Study limitations include the small sample size, but the crossover design reduced between-subject variability and represented a study strength. As this study focused on the glucose excursion in healthy participants, data were collected only for the first hour postmeal; hence, data interpretation is limited to immediate postmeal glycemia in healthy young adults. Furthermore, capillary blood acquired via fingerstick was utilized to determine the glycemic responses as recommended by Wolever et al. since glucose concentrations in venous blood are generally lower and more variable [22]. However, this strategy limited further analyses to gain greater insights into mechanisms such as insulin analyses. Finally, we relied on the product labels to provide the acetic acid content of the vinegar products and did not determine the acetic acid content in a laboratory.

Postprandial glycemia is directly related not only to hemoglobin A1c concentrations and to diabetes risk but also to endothelial damage and cardiovascular disease risk [23, 24]; thus, healthy individuals also benefit from reductions in postprandial glycemia. Levitan et al. [25] conducted a meta-analysis of 29 studies (encompassing 194,658 adults without known diabetes followed for 12 years) and demonstrated a 36% increased risk of cardiovascular disease in adults placed in the highest versus lowest group for postprandial glycemia. In a second meta-analysis incorporating 14 studies averaging a 10-year follow-up, Kodama et al. [26] noted a dose-response relationship between postprandial glycemia and cardiovascular disease risk in the sample (n = 70,889), representing both healthy adults and adults with T2D. In this report, the relative risk [95% CI] per standard deviation increase in postprandial glycemia was calculated at 1.24 [1.13 to 1.37].

There are multiple mechanisms to explain the link between glycemia and cardiovascular disease including nonenzymatic glycosylation of proteins, generation of free radicals, and upregulation of the polyol and glucosamine pathways [27]. Pharmaceutical interventions to attenuate postprandial glycemia have delayed progression to diabetes and reduced cardiovascular disease events [28, 29]. Recent evidence implies that the peak glucose excursion postmeal is the critical factor for diabetes and cardiovascular disease risk likely because it correlates with the degree of oxidative stress generated [30, 31]. Thus, the reduction in the 60-minute glucose excursion postmeal evoked by liquid vinegar ingestion has important health implications.
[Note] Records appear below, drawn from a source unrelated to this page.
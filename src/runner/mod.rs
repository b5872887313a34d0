//! Single-flight operation runner.
//!
//! The `OperationRunner` struct and its methods are organized by domain:
//! - [`control`] - Operation lifecycle control (start/cancel/inspect)
//! - [`worker`] - Pipeline execution (resolve, transfer, finalize, move)
//! - [`progress`] - Raw progress normalization

mod control;
mod progress;
mod worker;

// unwrap/expect are acceptable in tests for concise failure-on-error assertions
#[allow(clippy::unwrap_used, clippy::expect_used)]
#[cfg(test)]
pub(crate) mod test_helpers;
#[allow(clippy::unwrap_used, clippy::expect_used)]
#[cfg(test)]
mod tests;

use std::sync::Arc;
use std::sync::atomic::AtomicU64;

use tracing::debug;

use crate::cache::ResolveCache;
use crate::config::Config;
use crate::error::{Error, Result};
use crate::source::MediaSource;
use crate::transcode::Transcoder;
use crate::types::{MediaMetadata, OperationId, OperationInfo, ProgressEvent};

/// The single-flight slot: `Some` while an operation is running.
pub(crate) struct ActiveOperation {
    pub(crate) id: OperationId,
    pub(crate) cancel: tokio_util::sync::CancellationToken,
    /// Live snapshot updated by the worker, read by `active_operation`.
    pub(crate) info: Arc<std::sync::Mutex<OperationInfo>>,
}

/// Runs media download operations one at a time (cloneable - all fields
/// are Arc-wrapped).
///
/// Exactly one operation is in flight at any moment; starting a second one
/// while the first is active fails with [`Error::Busy`]. All progress is
/// delivered through a broadcast channel obtained from
/// [`subscribe`](OperationRunner::subscribe).
#[derive(Clone)]
pub struct OperationRunner {
    /// Configuration (wrapped in Arc for sharing across tasks)
    pub(crate) config: Arc<Config>,
    /// Media backend (trait object for pluggable implementations)
    pub(crate) source: Arc<dyn MediaSource>,
    /// Conversion tool located at construction time
    pub(crate) transcoder: Transcoder,
    /// Event broadcast channel sender (multiple subscribers supported)
    pub(crate) event_tx: tokio::sync::broadcast::Sender<ProgressEvent>,
    /// Single-flight slot guarding concurrent starts
    pub(crate) active: Arc<tokio::sync::Mutex<Option<ActiveOperation>>>,
    /// Monotonic operation id allocator; ids are never reused
    pub(crate) next_id: Arc<AtomicU64>,
    /// Recently resolved metadata, keyed by source URL
    pub(crate) resolve_cache: Arc<ResolveCache>,
}

impl OperationRunner {
    /// Create a new runner.
    ///
    /// Creates the staging directory and locates the conversion tool;
    /// fails with [`Error::MissingDependency`] when ffmpeg cannot be
    /// found, so the problem is visible before any operation starts.
    pub async fn new(config: Config, source: Arc<dyn MediaSource>) -> Result<Self> {
        tokio::fs::create_dir_all(config.work_dir()).await.map_err(|e| {
            Error::Filesystem(format!(
                "failed to create staging directory '{}': {}",
                config.work_dir().display(),
                e
            ))
        })?;

        let transcoder = Transcoder::locate(&config.tools)
            .ok_or_else(|| Error::MissingDependency("ffmpeg".to_string()))?;

        Ok(Self::assemble(config, source, transcoder))
    }

    /// Wires up a runner from already-validated parts.
    pub(crate) fn assemble(
        config: Config,
        source: Arc<dyn MediaSource>,
        transcoder: Transcoder,
    ) -> Self {
        let (event_tx, _) = tokio::sync::broadcast::channel(config.event_buffer().max(1));
        let resolve_cache = Arc::new(ResolveCache::new(config.download.resolve_cache_entries));
        OperationRunner {
            config: Arc::new(config),
            source,
            transcoder,
            event_tx,
            active: Arc::new(tokio::sync::Mutex::new(None)),
            next_id: Arc::new(AtomicU64::new(1)),
            resolve_cache,
        }
    }

    /// Subscribe to progress events.
    ///
    /// Each subscriber gets every event from the moment of subscription.
    /// Slow subscribers may observe a lag error from the broadcast channel
    /// and should resynchronize from the next event.
    pub fn subscribe(&self) -> tokio::sync::broadcast::Receiver<ProgressEvent> {
        self.event_tx.subscribe()
    }

    /// Resolved-metadata cache shared by all clones of this runner.
    pub fn resolve_cache(&self) -> &ResolveCache {
        &self.resolve_cache
    }

    /// Resolves metadata for a URL, consulting the cache first.
    pub async fn resolve(&self, url: &url::Url) -> Result<MediaMetadata> {
        if let Some(hit) = self.resolve_cache.get(url.as_str()) {
            debug!(url = %url, "metadata cache hit");
            return Ok(hit);
        }
        let metadata = self.source.resolve(url).await?;
        self.resolve_cache.insert(url.as_str(), metadata.clone());
        Ok(metadata)
    }

    /// Broadcasts an event; delivery failures mean no subscribers, which
    /// is fine.
    pub(crate) fn emit_event(&self, event: ProgressEvent) {
        debug!(?event, "emitting event");
        self.event_tx.send(event).ok();
    }
}
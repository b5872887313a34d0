//! Configuration types for media-dl

use serde::{Deserialize, Serialize};
use std::path::PathBuf;

/// Download behavior configuration (staging directory, event delivery)
///
/// Groups settings related to how transfers are staged and how progress is
/// reported. Used as a nested sub-config within [`Config`].
#[derive(Clone, Debug, Serialize, Deserialize)]
pub struct DownloadConfig {
    /// Working directory for in-progress transfers (default: "./work")
    ///
    /// Partial and intermediate files only ever live here; the destination
    /// directory receives finished artifacts in a single move.
    #[serde(default = "default_work_dir")]
    pub work_dir: PathBuf,

    /// Capacity of the progress event channel (default: 256)
    #[serde(default = "default_event_buffer")]
    pub event_buffer: usize,

    /// Minimum whole-percent change between consecutive transfer events
    /// (default: 1)
    ///
    /// Transfer reports that advance by less than this are dropped, except
    /// the first report and any report reaching 100%.
    #[serde(default = "default_min_percent_step")]
    pub min_percent_step: u8,

    /// Number of resolved-metadata entries kept in the in-memory cache
    /// (default: 32)
    #[serde(default = "default_resolve_cache_entries")]
    pub resolve_cache_entries: usize,
}

impl Default for DownloadConfig {
    fn default() -> Self {
        Self {
            work_dir: default_work_dir(),
            event_buffer: default_event_buffer(),
            min_percent_step: default_min_percent_step(),
            resolve_cache_entries: default_resolve_cache_entries(),
        }
    }
}

/// External tool paths (yt-dlp, ffmpeg)
///
/// Groups settings for external binaries. Used as a nested sub-config
/// within [`Config`].
#[derive(Clone, Debug, Serialize, Deserialize)]
pub struct ToolsConfig {
    /// Path to the yt-dlp executable (auto-detected if None)
    #[serde(default)]
    pub ytdlp_path: Option<PathBuf>,

    /// Path to the ffmpeg executable (auto-detected if None)
    #[serde(default)]
    pub ffmpeg_path: Option<PathBuf>,

    /// Whether to search PATH for external binaries if explicit paths not
    /// set (default: true)
    #[serde(default = "default_true")]
    pub search_path: bool,
}

impl Default for ToolsConfig {
    fn default() -> Self {
        Self {
            ytdlp_path: None,
            ffmpeg_path: None,
            search_path: true,
        }
    }
}

/// Output file naming configuration
///
/// Used as a nested sub-config within [`Config`].
#[derive(Clone, Debug, Serialize, Deserialize)]
pub struct NamingConfig {
    /// Maximum length of a generated file name stem, in characters
    /// (default: 200)
    #[serde(default = "default_max_name_len")]
    pub max_name_len: usize,

    /// Name used when a sanitized title comes out empty
    /// (default: "download")
    #[serde(default = "default_fallback_name")]
    pub fallback_name: String,
}

impl Default for NamingConfig {
    fn default() -> Self {
        Self {
            max_name_len: default_max_name_len(),
            fallback_name: default_fallback_name(),
        }
    }
}

/// Main configuration for the operation runner
///
/// Fields are organized into logical sub-configs:
/// - [`download`](DownloadConfig) — staging directory, event delivery
/// - [`tools`](ToolsConfig) — external binary paths
/// - [`naming`](NamingConfig) — output file naming
///
/// All sub-config fields are flattened so the JSON/TOML format stays flat
/// (no nesting). Frequently used fields are also reachable through accessor
/// methods on `Config`.
#[derive(Clone, Debug, Default, Serialize, Deserialize)]
pub struct Config {
    /// Staging and event delivery settings
    #[serde(flatten)]
    pub download: DownloadConfig,

    /// External tool paths
    #[serde(flatten)]
    pub tools: ToolsConfig,

    /// Output file naming
    #[serde(flatten)]
    pub naming: NamingConfig,
}

// Convenience accessors delegating to the sub-config structs.
impl Config {
    /// Working directory for in-progress transfers
    pub fn work_dir(&self) -> &PathBuf {
        &self.download.work_dir
    }

    /// Progress event channel capacity
    pub fn event_buffer(&self) -> usize {
        self.download.event_buffer
    }
}

fn default_work_dir() -> PathBuf {
    PathBuf::from("./work")
}

fn default_event_buffer() -> usize {
    256
}

fn default_min_percent_step() -> u8 {
    1
}

fn default_resolve_cache_entries() -> usize {
    32
}

fn default_max_name_len() -> usize {
    200
}

fn default_fallback_name() -> String {
    "download".to_string()
}

fn default_true() -> bool {
    true
}

#[allow(clippy::unwrap_used, clippy::expect_used)]
#[cfg(test)]
mod tests {
    use super::*;

    #[test]
    fn defaults_apply_on_empty_document() {
        let config: Config = serde_json::from_str("{}").expect("empty config should parse");
        assert_eq!(config.download.work_dir, PathBuf::from("./work"));
        assert_eq!(config.download.event_buffer, 256);
        assert_eq!(config.download.min_percent_step, 1);
        assert_eq!(config.download.resolve_cache_entries, 32);
        assert!(config.tools.ytdlp_path.is_none());
        assert!(config.tools.search_path, "PATH search defaults on");
        assert_eq!(config.naming.max_name_len, 200);
        assert_eq!(config.naming.fallback_name, "download");
    }

    #[test]
    fn flattened_fields_parse_without_nesting() {
        let config: Config = serde_json::from_str(
            r#"{"work_dir": "/var/stage", "ffmpeg_path": "/opt/ffmpeg", "max_name_len": 64}"#,
        )
        .expect("flat config should parse");
        assert_eq!(config.work_dir(), &PathBuf::from("/var/stage"));
        assert_eq!(config.tools.ffmpeg_path, Some(PathBuf::from("/opt/ffmpeg")));
        assert_eq!(config.naming.max_name_len, 64);
    }

    #[test]
    fn serialization_round_trips() {
        let config = Config::default();
        let json = serde_json::to_string(&config).expect("config should serialize");
        let back: Config = serde_json::from_str(&json).expect("config should round-trip");
        assert_eq!(back.download.event_buffer, config.download.event_buffer);
        assert_eq!(back.download.work_dir, config.download.work_dir);
    }
}
//! # media-dl
//!
//! Backend library for media download applications: fetch a video or its
//! audio track from a page URL, convert it, and land the finished file in
//! a destination directory, with normalized progress reporting and
//! cooperative cancellation.
//!
//! ## Design Philosophy
//!
//! media-dl is designed to be:
//! - **Single-flight** - One operation at a time; starting a second one
//!   fails fast instead of queueing
//! - **Library-first** - No CLI or UI, purely a Rust crate for embedding
//! - **Event-driven** - Consumers subscribe to a progress stream, no
//!   polling required
//! - **Frontend-agnostic** - [`ObserverState`] derives start/cancel
//!   gating and status text for any UI toolkit
//!
//! ## Quick Start
//!
//! ```no_run
//! use std::sync::Arc;
//! use media_dl::{
//!     CliMediaSource, Config, OperationRequest, OperationRunner, OutputSpec,
//! };
//!
//! #[tokio::main]
//! async fn main() -> Result<(), Box<dyn std::error::Error>> {
//!     let config = Config::default();
//!     let source = CliMediaSource::from_config(&config.tools)
//!         .ok_or("yt-dlp not found")?;
//!     let runner = OperationRunner::new(config, Arc::new(source)).await?;
//!
//!     // Subscribe to progress events
//!     let mut events = runner.subscribe();
//!     tokio::spawn(async move {
//!         while let Ok(event) = events.recv().await {
//!             println!("Event: {:?}", event);
//!         }
//!     });
//!
//!     let handle = runner
//!         .start(OperationRequest {
//!             source: "https://www.youtube.com/watch?v=example".to_string(),
//!             dest_dir: "/home/user/Music".into(),
//!             output: OutputSpec::Audio,
//!             filename_override: None,
//!         })
//!         .await?;
//!     println!("started operation {}", handle.id());
//!
//!     Ok(())
//! }
//! ```

#![warn(missing_docs)]
#![warn(clippy::all)]
#![warn(clippy::unwrap_used)]
#![warn(clippy::expect_used)]

/// Bounded metadata cache
pub mod cache;
/// Configuration types
pub mod config;
/// Error types
pub mod error;
/// Progress observation and UI-state derivation
pub mod observer;
/// Core operation runner (decomposed into focused submodules)
pub mod runner;
/// Media backend abstraction and the yt-dlp implementation
pub mod source;
/// ffmpeg-based conversion
pub mod transcode;
/// Core types and events
pub mod types;
/// Utility functions
pub mod util;

// Re-export commonly used types
pub use cache::ResolveCache;
pub use config::{Config, DownloadConfig, NamingConfig, ToolsConfig};
pub use error::{Error, ErrorKind, Result};
pub use observer::{ObserverState, Outcome, ProgressObserver, forward_events};
pub use runner::OperationRunner;
pub use source::{CliMediaSource, MediaSource, ProgressSink, RawPhase, RawProgress};
pub use transcode::Transcoder;
pub use types::{
    Container, FormatDescriptor, MediaMetadata, OperationHandle, OperationId, OperationInfo,
    OperationRequest, OutputSpec, Phase, ProgressEvent,
};
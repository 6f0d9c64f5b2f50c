use thiserror::Error;

/// Failure of a single request/response round trip.
#[derive(Debug, Clone, PartialEq, Eq, Error)]
pub enum ClientError {
    /// The request never produced a response (fetch rejected, CORS, offline).
    #[error("network error: {0}")]
    Network(String),
    /// The server answered with a non-2xx status.
    #[error("server returned HTTP {0}")]
    Status(u16),
    /// The reply body was not the JSON shape the endpoint promises.
    #[error("malformed reply: {0}")]
    Decode(String),
    /// A request body could not be serialized.
    #[error("could not encode request: {0}")]
    Encode(String),
}

impl From<serde_json::Error> for ClientError {
    fn from(e: serde_json::Error) -> Self {
        ClientError::Decode(e.to_string())
    }
}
Indeed, the use of vinegar for blood glucose control is on the rise in the U.S. and globally [32, 33]; yet, consumers should be aware that commercial vinegar tablets when ingested whole may not deliver an antiglycemic effect in the postprandial period similar to liquid vinegar.

5. Conclusion

Vinegar has received much attention in recent years as an adjunct therapy for T2D, and empirical evidence is mounting demonstrating its efficacy. These data suggest that although acetic acid content is similar, commercial vinegar tablets taken whole at mealtime are not as effective as liquid vinegar for reducing the postmeal glucose excursion in young, healthy adults.

Data Availability

The data used to support the findings of this study are available upon request to the corresponding author.

Conflicts of Interest

The authors declare that there are no conflicts of interest.

Acknowledgments

This work was funded in part by Barrett, The Honors College at Arizona State University.